A lot of times lifters will create “golden rules” for weight lifting belt usage, but those “one-size-fits-all” approaches don’t account for the depth of one’s contextual situation.
Multiple factors can influence when a lifter should a weight lifting belt. Some of the most common include:
- Training goals
- Amount of weight being lifted
- Type of exercise being performed
- Ranges of motion being worked through
- How one plans to autoregulate intensity
If we can blend the above with the goals we’re working towards and how they relate to performance, then we can better strategize lifting belt usage.
By building a framework that ebbs and flows based on performance outcomes — and not just something like an arbitrary intensity of one’s 1-RM for using a belt — then we can build better strategies based on our individual context.
Special Note for Beginners: If you’re a beginner lifter, then it can be useful to develop a foundation for technically proficient form at various loads before reaching for a belt. However, this doesn’t mean you can’t nor shouldn’t wear one when the context calls for it. More so, we’re suggesting to build your form and understand why you should use one before defaulting to a lifting belt.
Do Weight Lifting Belts Weaken the Core?
In short, no. Weight lifting belts alone will not “weaken” the core.
We’re not fans of this question because it lacks depth. If a lifter is following a well-balanced program that accounts for core strength, bracing capabilities, and more, then they shouldn’t waste time worrying about the idea that a belt could be weakening one’s core as they’re likely receiving enough core strength work outside of when they’re wearing a belt.
Now, if a lifter is defaulting to a belt during every workout and not spending any time prioritizing core strength, then they may want to explore this question more and objectively question their training and core strength.
However, for most lifters who wear belts specifically when the context calls for them, then they shouldn’t stress this topic.
How To Wear Weight Lifting Belts
How you wear a weight lifting belt should scale based on your anthropometrics and the type of activity you’re doing. In most cases, a weight lifting belt will go around the navel (belly button) and that will generally be a good spot for most.
When tightening a weight lifting belt, you’ll ideally want to be able to get a finger in-between the belt and your torso. If you’re having to suck in to put the belt on, then you’re likely putting it on too tight.
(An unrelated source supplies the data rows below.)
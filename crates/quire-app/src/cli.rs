use std::path::PathBuf;

use clap::{Parser, Subcommand};

/// Quire: dock and float layout tools for a writing project.
#[derive(Parser, Debug)]
#[command(name = "quire", version, about)]
pub struct Args {
    /// Config file path override.
    #[arg(long, global = true)]
    pub config: Option<PathBuf>,

    /// Log level override (debug, info, warn, error).
    #[arg(long, global = true)]
    pub log_level: Option<String>,

    #[command(subcommand)]
    pub command: Command,
}

#[derive(Subcommand, Debug)]
pub enum Command {
    /// Print a project's saved layout after repair.
    Inspect {
        /// Project directory.
        project: PathBuf,
    },
    /// Delete a project's saved layout.
    Reset {
        /// Project directory.
        project: PathBuf,
    },
    /// Serve the layout bridge as JSON lines on stdin/stdout.
    ///
    /// Each request line is `{"id", "kind", "payload"}`; each response echoes
    /// the id. Host events are written as `{"type", "data"}` lines.
    Serve,
    /// Work with the settings file.
    Config {
        #[command(subcommand)]
        action: ConfigAction,
    },
}

#[derive(Subcommand, Debug)]
pub enum ConfigAction {
    /// Write the effective settings, every field spelled out.
    ///
    /// Defaults to the `--config` path, or the platform config file.
    Write {
        /// Destination file.
        path: Option<PathBuf>,
    },
}

pub fn parse() -> Args {
    Args::parse()
}
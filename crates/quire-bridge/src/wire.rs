//! JSON-lines framing for the bridge.
//!
//! Each line is one object: `{"id": "...", "kind": "...", "payload": ...}`.
//! Requests whose `kind` is not one of the six bridge operations are
//! rejected before their payload is looked at.

use quire_common::{new_correlation_id, BridgeError};
use serde::{Deserialize, Serialize};
use serde_json::Value;

use crate::messages::{BridgeRequest, BridgeResponse};

/// A framed message as it appears on the wire.
#[derive(Debug, Clone, Serialize, Deserialize)]
pub struct WireMessage {
    /// Correlation id echoed back in the response.
    #[serde(default)]
    pub id: Option<String>,
    pub kind: String,
    #[serde(default, skip_serializing_if = "Value::is_null")]
    pub payload: Value,
}

/// Check whether a request kind is one of the bridge operations.
pub fn is_request_kind_allowed(kind: &str) -> bool {
    BridgeRequest::KINDS.contains(&kind)
}

/// A decoded request line.
#[derive(Debug)]
pub struct DecodedRequest {
    pub id: String,
    pub request: BridgeRequest,
}

/// A line that could not be turned into a request. `id` is the line's own
/// id when it could be read, otherwise a fresh one.
#[derive(Debug)]
pub struct RejectedRequest {
    pub id: String,
    pub error: BridgeError,
}

/// Decode one request line. Lines without an id get a fresh one.
pub fn decode_request(line: &str) -> Result<DecodedRequest, RejectedRequest> {
    let message: WireMessage = serde_json::from_str(line).map_err(|e| RejectedRequest {
        id: new_correlation_id(),
        error: BridgeError::Protocol(format!("malformed message: {e}")),
    })?;

    let id = message.id.unwrap_or_else(new_correlation_id);

    if !is_request_kind_allowed(&message.kind) {
        return Err(RejectedRequest {
            id,
            error: BridgeError::Protocol(format!("unknown request kind '{}'", message.kind)),
        });
    }

    let tagged = serde_json::json!({ "kind": message.kind, "payload": message.payload });
    match serde_json::from_value::<BridgeRequest>(tagged) {
        Ok(request) => Ok(DecodedRequest { id, request }),
        Err(e) => Err(RejectedRequest {
            id,
            error: BridgeError::Protocol(format!("invalid {} payload: {e}", message.kind)),
        }),
    }
}

/// Encode a response line (no trailing newline).
pub fn encode_response(id: &str, response: &BridgeResponse) -> String {
    let message = match serde_json::to_value(response) {
        Ok(Value::Object(mut map)) => WireMessage {
            id: Some(id.to_string()),
            kind: map
                .remove("kind")
                .and_then(|k| k.as_str().map(str::to_string))
                .unwrap_or_default(),
            payload: map.remove("payload").unwrap_or(Value::Null),
        },
        _ => WireMessage {
            id: Some(id.to_string()),
            kind: "error".into(),
            payload: serde_json::json!({"kind": "protocol", "message": "unencodable response"}),
        },
    };
    serde_json::to_string(&message).unwrap_or_else(|_| {
        format!("{{\"id\":{id:?},\"kind\":\"error\",\"payload\":{{\"kind\":\"protocol\",\"message\":\"unencodable response\"}}}}")
    })
}

/// Encode a request line; the client side of [`decode_request`].
pub fn encode_request(id: &str, request: &BridgeRequest) -> Result<String, BridgeError> {
    let mut value =
        serde_json::to_value(request).map_err(|e| BridgeError::Protocol(e.to_string()))?;
    if let Value::Object(ref mut map) = value {
        map.insert("id".into(), Value::String(id.to_string()));
    }
    serde_json::to_string(&value).map_err(|e| BridgeError::Protocol(e.to_string()))
}

/// Decode a response line into its id and response.
pub fn decode_response(line: &str) -> Result<(Option<String>, BridgeResponse), BridgeError> {
    let message: WireMessage = serde_json::from_str(line)
        .map_err(|e| BridgeError::Protocol(format!("malformed response: {e}")))?;
    let tagged = serde_json::json!({ "kind": message.kind, "payload": message.payload });
    let response = serde_json::from_value(tagged)
        .map_err(|e| BridgeError::Protocol(format!("invalid response: {e}")))?;
    Ok((message.id, response))
}
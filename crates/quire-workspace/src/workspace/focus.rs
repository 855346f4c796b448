//! Focus handling for DockWorkspace.

use quire_common::LayoutPaneId;

use super::DockWorkspace;

impl DockWorkspace {
    /// Set focus to a docked pane.
    pub fn focus_pane(&self, pane: LayoutPaneId) -> bool {
        let mut state = self.state();
        if !state.is_docked(pane) {
            return false;
        }
        state.focused = Some(pane);
        true
    }

    /// Focus the next docked pane in the configured focus order.
    pub fn focus_next(&self) -> bool {
        self.step_focus(1)
    }

    /// Focus the previous docked pane in the configured focus order.
    pub fn focus_prev(&self) -> bool {
        self.step_focus(-1)
    }

    /// Configured order filtered to docked panes.
    pub fn focus_cycle(&self) -> Vec<LayoutPaneId> {
        let state = self.state();
        self.settings
            .focus_order
            .iter()
            .copied()
            .filter(|p| state.is_docked(*p))
            .collect()
    }

    fn step_focus(&self, step: isize) -> bool {
        let cycle = self.focus_cycle();
        if cycle.is_empty() {
            return false;
        }
        let mut state = self.state();
        let len = cycle.len() as isize;
        let next = match state.focused.and_then(|f| cycle.iter().position(|p| *p == f)) {
            Some(idx) => cycle[(idx as isize + step).rem_euclid(len) as usize],
            None => cycle[0],
        };
        if state.focused == Some(next) {
            return false;
        }
        state.focused = Some(next);
        true
    }
}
Remember, we want to be able to brace into the belt and maintain some level of our breathing mechanics.
A weight lifting belt’s positioning can vary outside of what’s provided above based on the:
- Type of belt you’re using.
- Type of exercises being performed.
- Torso length.
- Range of motion trying to be achieved.
A simple means of finding your belt positioning is to remember that if it’s limiting mobility in exercise or digging into the ribs/causing pain, then you should likely reposition it.
Weight Lifting Belt Takeaways
Weight lifting belts can be incredibly useful as you work towards your training goals. Instead of creating arbitrary rules of utilizing them strategically, it can be better to instead focus on how they can support your contextual needs based on the setting you’re in.
1. JE, L., RL, S., & JK, G. (1990). The effectiveness of weight-belts during the squat exercise. Medicine And Science In Sports And Exercise, 22(1).
2. JE, L., JR, H., & RL, S. (1992). The effectiveness of weight-belts during multiple repetitions of the squat exercise. Medicine And Science In Sports And Exercise, 24(5).